===== EXCERPTED DATA =====

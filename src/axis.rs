//! The axis adapter capability: the minimal surface this crate needs from the
//! underlying motor-control layer. A physical motor exposes an absolute
//! position, an absolute move, and its travel limits; everything else (homing,
//! status, retries) stays on the other side of this trait.

use std::cell::Cell;
use std::fmt;

/// Capability handle for one physical motor. Implementations wrap the real
/// positioning substrate; joints hold them as `Arc<dyn Axis>` and never own
/// the hardware.
pub trait Axis {
    /// Identity of the motor, used in error messages and logs.
    fn name(&self) -> &str;

    /// Current absolute position in device units (settled encoder reading).
    fn position(&self) -> Result<f64, AxisError>;

    /// Issue an absolute move and block until the motion has settled.
    fn move_to(&self, target: f64) -> Result<(), AxisError>;

    /// Reported travel range as (min, max), in the same units as `position`.
    fn travel_limits(&self) -> (f64, f64);
}

/// Errors surfaced by the axis adapter. Hardware failures are reported as-is
/// and are fatal to the current operation; any retry policy belongs to the
/// adapter or its caller, not to this crate.
#[derive(Debug, Clone)]
pub enum AxisError {
    /// The commanded target is outside the travel range of the motor.
    Limit { axis: String, target: f64, min: f64, max: f64 },
    /// Axis fault or communication loss.
    Fault { axis: String, message: String },
}

impl fmt::Display for AxisError {
    fn fmt(&self, f: &mut fmt::Formatter<'_>) -> fmt::Result {
        match *self {
            AxisError::Limit { ref axis, target, min, max } =>
                write!(f, "Axis {}: target {} outside travel range [{}, {}]",
                       axis, target, min, max),
            AxisError::Fault { ref axis, ref message } =>
                write!(f, "Axis {}: {}", axis, message),
        }
    }
}

impl std::error::Error for AxisError {}

/// In-memory positioner. Stands assembled from soft axes behave exactly like
/// real ones minus the hardware, which makes them useful for models, dry runs
/// and tests.
pub struct SoftAxis {
    name: String,
    position: Cell<f64>,
    limits: (f64, f64),
    moves: Cell<usize>,
}

impl SoftAxis {
    /// A soft axis with unlimited travel.
    pub fn new(name: &str, position: f64) -> Self {
        SoftAxis {
            name: name.to_string(),
            position: Cell::new(position),
            limits: (f64::NEG_INFINITY, f64::INFINITY),
            moves: Cell::new(0),
        }
    }

    /// A soft axis that rejects moves outside the given travel range.
    pub fn with_limits(name: &str, position: f64, min: f64, max: f64) -> Self {
        SoftAxis { limits: (min, max), ..SoftAxis::new(name, position) }
    }

    /// Number of accepted moves since construction.
    pub fn moves(&self) -> usize {
        self.moves.get()
    }
}

impl Axis for SoftAxis {
    fn name(&self) -> &str {
        &self.name
    }

    fn position(&self) -> Result<f64, AxisError> {
        Ok(self.position.get())
    }

    fn move_to(&self, target: f64) -> Result<(), AxisError> {
        let (min, max) = self.limits;
        if target < min || target > max {
            return Err(AxisError::Limit { axis: self.name.clone(), target, min, max });
        }
        self.position.set(target);
        self.moves.set(self.moves.get() + 1);
        Ok(())
    }

    fn travel_limits(&self) -> (f64, f64) {
        self.limits
    }
}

=====

# TASK DESCRIPTION:
Reproduce the entries above in full, verbatim.

# PROBLEM SOLUTION:
filename src/axis.rs
//! The axis adapter capability: the minimal surface this crate needs from the
//! underlying motor-control layer. A physical motor exposes an absolute
//! position, an absolute move, and its travel limits; everything else (homing,
//! status, retries) stays on the other side of this trait.

use std::cell::Cell;
use std::fmt;

/// Capability handle for one physical motor. Implementations wrap the real
/// positioning substrate; joints hold them as `Arc<dyn Axis>` and never own
/// the hardware.
pub trait Axis {
    /// Identity of the motor, used in error messages and logs.
    fn name(&self) -> &str;

    /// Current absolute position in device units (settled encoder reading).
    fn position(&self) -> Result<f64, AxisError>;

    /// Issue an absolute move and block until the motion has settled.
    fn move_to(&self, target: f64) -> Result<(), AxisError>;

    /// Reported travel range as (min, max), in the same units as `position`.
    fn travel_limits(&self) -> (f64, f64);
}

/// Errors surfaced by the axis adapter. Hardware failures are reported as-is
/// and are fatal to the current operation; any retry policy belongs to the
/// adapter or its caller, not to this crate.
#[derive(Debug, Clone)]
pub enum AxisError {
    /// The commanded target is outside the travel range of the motor.
    Limit { axis: String, target: f64, min: f64, max: f64 },
    /// Axis fault or communication loss.
    Fault { axis: String, message: String },
}

impl fmt::Display for AxisError {
    fn fmt(&self, f: &mut fmt::Formatter<'_>) -> fmt::Result {
        match *self {
            AxisError::Limit { ref axis, target, min, max } =>
                write!(f, "Axis {}: target {} outside travel range [{}, {}]",
                       axis, target, min, max),
            AxisError::Fault { ref axis, ref message } =>
                write!(f, "Axis {}: {}", axis, message),
        }
    }
}

impl std::error::Error for AxisError {}

/// In-memory positioner. Stands assembled from soft axes behave exactly like
/// real ones minus the hardware, which makes them useful for models, dry runs
/// and tests.
pub struct SoftAxis {
    name: String,
    position: Cell<f64>,
    limits: (f64, f64),
    moves: Cell<usize>,
}

impl SoftAxis {
    /// A soft axis with unlimited travel.
    pub fn new(name: &str, position: f64) -> Self {
        SoftAxis {
            name: name.to_string(),
            position: Cell::new(position),
            limits: (f64::NEG_INFINITY, f64::INFINITY),
            moves: Cell::new(0),
        }
    }

    /// A soft axis that rejects moves outside the given travel range.
    pub fn with_limits(name: &str, position: f64, min: f64, max: f64) -> Self {
        SoftAxis { limits: (min, max), ..SoftAxis::new(name, position) }
    }

    /// Number of accepted moves since construction.
    pub fn moves(&self) -> usize {
        self.moves.get()
    }
}

impl Axis for SoftAxis {
    fn name(&self) -> &str {
        &self.name
    }

    fn position(&self) -> Result<f64, AxisError> {
        Ok(self.position.get())
    }

    fn move_to(&self, target: f64) -> Result<(), AxisError> {
        let (min, max) = self.limits;
        if target < min || target > max {
            return Err(AxisError::Limit { axis: self.name.clone(), target, min, max });
        }
        self.position.set(target);
        self.moves.set(self.moves.get() + 1);
        Ok(())
    }

    fn travel_limits(&self) -> (f64, f64) {
        self.limits
    }
}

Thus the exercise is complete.